[Believe it or not, this post has sat in draft form in the system since I started it in April 2013 – it never seemed to fit in among other posts that well. So it gets to appear now as a Darwin Day post while photography has hit the winter slump. There’s still a chance something else might appear, but no promises.]
A few weeks back [a ha ha ha!] when I was at the river I obtained some images of trees where beavers had stripped some of the bark, and on returning and unloading the memory card, I noticed that the oozing tree resin had snared an ant. Returning later (but on a day earlier than this,) I specifically tried to find examples of this again. There is a possibility that what you’re seeing may reappear in a few million years as a fossil. But, not a very good possibility.
Anyone familiar with types of fossils (or that simply remembers their Jurassic Park) knows that amber is tree resin that underwent the right conditions to become preserved, turning into a gemstone of sorts over a very long period of time. And a significant amount of what we know about prehistoric arthropods comes from finding them preserved in amber, having perished exactly as you see here. It is perhaps the most accurate and complete information to be gathered from fossils, since the process can preserve even microscopic details – but, alas, no DNA to engineer ancient sauropods, since DNA simply cannot survive for that long.
Yet, like all fossilization processes, it’s exceedingly rare. The resin would have to encapsulate the insect completely, then detach and become buried in sediment almost immediately, since it breaks down due to environment and bacteria just like everything else. The sediment, naturally, cannot be washed away anytime in the next several thousand years, meaning it has to exist in an area that undergoes only accumulation and no turbulence, flooding, or major land upheavals. Only then can the transformation process go on long enough to turn the resin into a durable ‘crystal.’
This is why the fossil record is sporadic – those are very distinctive conditions, not found many places at all. Even enough oxygen trapped in the mud can allow bacterial decay to take place and wipe out any organism’s remains before the pressure of accumulation can do its work. Knowing the conditions of the riverbank where these images were taken, I can say that the chances of these insects being preserved are infinitesimally small. The current is highly variable and the sediment very limited, leaving little opportunity to even start to bury any of this resin when it falls from the tree, nor to carry it further downstream where conditions are more conducive. Moreover, this entire area (in fact, all of North Carolina and really, the entire east coast) is too geologically active to feature many areas that will remain stable – the Blue Ridge/Appalachian mountain range is eroding away, dispersing silicate-based rock towards the coast where it eventually grinds into sand. The mountain range itself was formed from colliding with the north African continental plate, and everything east of the range (which includes the area I type this from) had been seabottom until the mountains wore down under millions of years of rain onslaught and extended the coast eastward. This means there are no fossils to be found in this area unless one digs very deep – and that any potential surface remains are very likely to be destroyed under this slow but constant landslide to the sea.

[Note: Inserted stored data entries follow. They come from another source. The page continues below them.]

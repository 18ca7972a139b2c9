use async_trait::async_trait;
use std::error::Error;
use std::fmt;
use std::fmt::Display;
use std::io;

pub mod fs;
pub mod memory;

pub const MIB: u64 = 1024 * 1024;

/// Width of the zero-padded rank suffix used for per-rank objects and containers.
pub const RANK_SUFFIX_WIDTH: usize = 5;

#[derive(Clone, PartialEq, Eq, Hash, Debug)]
pub struct ObjectPath {
  pub container: String,
  pub path: String,
}

impl ObjectPath {
  pub fn new(container: impl Into<String>, path: impl Into<String>) -> Self {
    Self {
      container: container.into(),
      path: path.into(),
    }
  }

  /// The object owned exclusively by `rank`, e.g. `out.bin` becomes `out.bin00003`.
  pub fn for_rank(&self, rank: usize) -> Self {
    Self {
      container: self.container.clone(),
      path: format!("{}{:0>width$}", self.path, rank, width = RANK_SUFFIX_WIDTH),
    }
  }

  /// Same as `for_rank`, but the container is also suffixed with the rank.
  pub fn for_rank_in_own_container(&self, rank: usize) -> Self {
    let mut p = self.for_rank(rank);
    p.container = format!("{}{:0>width$}", self.container, rank, width = RANK_SUFFIX_WIDTH);
    p
  }
}

impl Display for ObjectPath {
  fn fmt(&self, f: &mut fmt::Formatter<'_>) -> fmt::Result {
    write!(f, "{}/{}", self.container, self.path)
  }
}

#[derive(Clone, Copy, PartialEq, Eq, Debug)]
pub struct BackendLimits {
  /// Largest payload accepted by a single `write_fragment` or `write_range` call.
  pub fragment_limit: u64,
  /// Largest payload accepted by `create_from_bytes`, and the largest single ranged read issued by benchmarks.
  pub section_limit: u64,
  /// Decimal digits kept when rounding timings measured against this backend.
  pub precision: u32,
}

#[derive(Clone, PartialEq, Eq, Debug)]
pub struct FragmentInfo {
  pub id: String,
  pub size: u64,
}

pub struct ReadRangeInput<'a> {
  pub target: &'a ObjectPath,
  pub start: u64,
  /// Inclusive.
  pub end: u64,
}

pub struct WriteFragmentInput<'a> {
  pub target: &'a ObjectPath,
  pub fragment_id: &'a str,
  pub data: &'a [u8],
}

pub struct CommitFragmentsInput<'a> {
  pub target: &'a ObjectPath,
  pub ordered_ids: Vec<String>,
}

pub struct CreateObjectInput<'a> {
  pub target: &'a ObjectPath,
  pub size: u64,
}

pub struct WriteRangeInput<'a> {
  pub target: &'a ObjectPath,
  pub start: u64,
  /// Inclusive.
  pub end: u64,
  pub data: &'a [u8],
}

pub struct CreateFromBytesInput<'a> {
  pub target: &'a ObjectPath,
  pub data: &'a [u8],
}

pub type BackendResult<T> = Result<T, BackendError>;

#[derive(Debug)]
pub enum BackendError {
  ObjectNotFound,
  FragmentNotFound(String),
  InvalidFragmentId(String),
  RangeOutOfBounds,
  ObjectTooLarge,
  FragmentTooLarge,
  Io(io::Error),
}

impl Display for BackendError {
  fn fmt(&self, f: &mut fmt::Formatter<'_>) -> fmt::Result {
    match self {
      BackendError::ObjectNotFound => write!(f, "object does not exist"),
      BackendError::FragmentNotFound(id) => write!(f, "uncommitted fragment {id} does not exist"),
      BackendError::InvalidFragmentId(id) => write!(f, "fragment ID {id:?} is invalid"),
      BackendError::RangeOutOfBounds => write!(f, "requested range to read or write is invalid"),
      BackendError::ObjectTooLarge => write!(f, "object is too large"),
      BackendError::FragmentTooLarge => write!(f, "fragment is too large"),
      BackendError::Io(err) => write!(f, "I/O error: {err}"),
    }
  }
}

impl Error for BackendError {
  fn source(&self) -> Option<&(dyn Error + 'static)> {
    match self {
      BackendError::Io(err) => Some(err),
      _ => None,
    }
  }
}

impl From<io::Error> for BackendError {
  fn from(err: io::Error) -> Self {
    match err.kind() {
      io::ErrorKind::NotFound => BackendError::ObjectNotFound,
      _ => BackendError::Io(err),
    }
  }
}

/// Checks a range request against an object of `size` bytes and the length of the payload (if any) that accompanies it.
pub(crate) fn check_range(size: u64, start: u64, end: u64, data_len: Option<u64>) -> BackendResult<()> {
  if end < start || end >= size {
    return Err(BackendError::RangeOutOfBounds);
  };
  if let Some(len) = data_len {
    if len != end - start + 1 {
      return Err(BackendError::RangeOutOfBounds);
    };
  };
  Ok(())
}

/// Fragment IDs become file names on some backends, so they must stay within a conservative character set.
pub(crate) fn check_fragment_id(id: &str) -> BackendResult<()> {
  let valid = !id.is_empty()
    && id
      .chars()
      .all(|c| c.is_ascii_alphanumeric() || c == '-' || c == '_');
  if !valid {
    return Err(BackendError::InvalidFragmentId(id.to_string()));
  };
  Ok(())
}

#[async_trait]
pub trait StorageBackend: Send + Sync {
  fn name(&self) -> &'static str;
  fn limits(&self) -> BackendLimits;
  fn metrics(&self) -> Vec<(&'static str, u64)>;
  async fn get_size(&self, target: &ObjectPath) -> BackendResult<u64>;
  async fn read_range<'a>(&'a self, input: ReadRangeInput<'a>) -> BackendResult<Vec<u8>>;
  async fn read_all(&self, target: &ObjectPath) -> BackendResult<Vec<u8>>;
  async fn write_fragment<'a>(&'a self, input: WriteFragmentInput<'a>) -> BackendResult<()>;
  /// Order is unspecified.
  async fn list_uncommitted_fragments(&self, target: &ObjectPath) -> BackendResult<Vec<FragmentInfo>>;
  async fn commit_fragments<'a>(&'a self, input: CommitFragmentsInput<'a>) -> BackendResult<()>;
  async fn create_object<'a>(&'a self, input: CreateObjectInput<'a>) -> BackendResult<()>;
  async fn write_range<'a>(&'a self, input: WriteRangeInput<'a>) -> BackendResult<()>;
  async fn create_from_bytes<'a>(&'a self, input: CreateFromBytesInput<'a>) -> BackendResult<()>;
}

So the victims here are unlikely to be preserved for posterity; in fact, one at lower left has already been removed by something else, perhaps an opportunistic scavenger, leaving the legs and wings behind (not a fan of dark meat I guess.) Had I found this on the edge of the Mississippi River Delta, then maybe there would have been a greater chance of being buried under ongoing accumulation and becoming a tiny little record of this era’s life. Or maybe I could collect one and throw it in the septic tank…
By the way, a small distinction that I learned myself when looking up the conditions for creating amber: this is resin, not sap, which is thinner and accomplishes different things within a tree. Sap carries the nutrients throughout a tree, while resin is simply a property of the wood, possibly contributing to the moisture barrier that prevents the tree from dying when subjected to damage such as this. Quite a few trees by the river exhibit signs of beaver activity, some from years ago; they recover. Life, uh, finds a way.